Literatura erótica, decían muchos. Una categoría, una simplificación. Había algo de eso, pero no era solo eso. Se trataba de pintar el mundo desde una perspectiva más bien periférica. Un realismo marginal sin tantas concesiones. Luego vendría la Revolución Sexual de los sesenta y la obra de Miller demostraría ser el gran puente hacia esa liberación. Y si bien era un defensor de la libertad sexual, era un romántico, un apologista del amor.
Desde Big Sur, cada mañana se sentaba frente a la máquina de escribir y tecleaba sin sonreír. No se trataba de celebrar la vida, sino de dar testimonio de haber vivido. Más que un trabajo, era una necesidad. Así funciona la literatura. Pero fue más que un escritor: pintaba con acuarelas, tocaba el piano. Era parte de lo mismo: moverse para no quedar atrapado en la máquina de la mediocridad.

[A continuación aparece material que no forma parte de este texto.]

//! Builders describing, at runtime, how the columns of a native query map
//! onto entities, embeddables, collections, scalars and constructor calls.

mod basic;
pub use basic::{BasicType, DynamicResultBuilderBasic, ExplicitType};

mod basic_converted;
pub use basic_converted::DynamicResultBuilderBasicConverted;

mod container;
pub use container::{FetchBuilderContainer, FetchBuilderMap, FetchContainer};

mod entity_calculated;
pub use entity_calculated::DynamicResultBuilderEntityCalculated;

mod entity_standard;
pub use entity_standard::DynamicResultBuilderEntityStandard;

mod fetch_builder;
pub use fetch_builder::FetchBuilder;

mod fetch_legacy;
pub use fetch_legacy::DynamicFetchBuilderLegacy;

mod fetch_standard;
pub use fetch_standard::DynamicFetchBuilderStandard;

mod instantiation;
pub use instantiation::DynamicResultBuilderInstantiation;

mod result_builder;
pub use result_builder::ResultBuilder;

mod root_return;
pub use root_return::RootReturn;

Toda la Generación Beat se lo agradeció, fue su gran influencia.
En la última entrevista que le hicieron, dijo esto: “El amor de la gente… eso era todo lo que realmente me importaba: tener su amor, no su admiración. Tan sólo su profundo amor y su comprensión de mí. Por eso escribí tanto sobre mí”. Al fin de cuentas, ¿no es eso lo que todos buscamos? Sonaba como una despedida. A los pocos meses, el sábado 7 de junio de 1980, cerró los ojos y ya no volvió a abrirlos.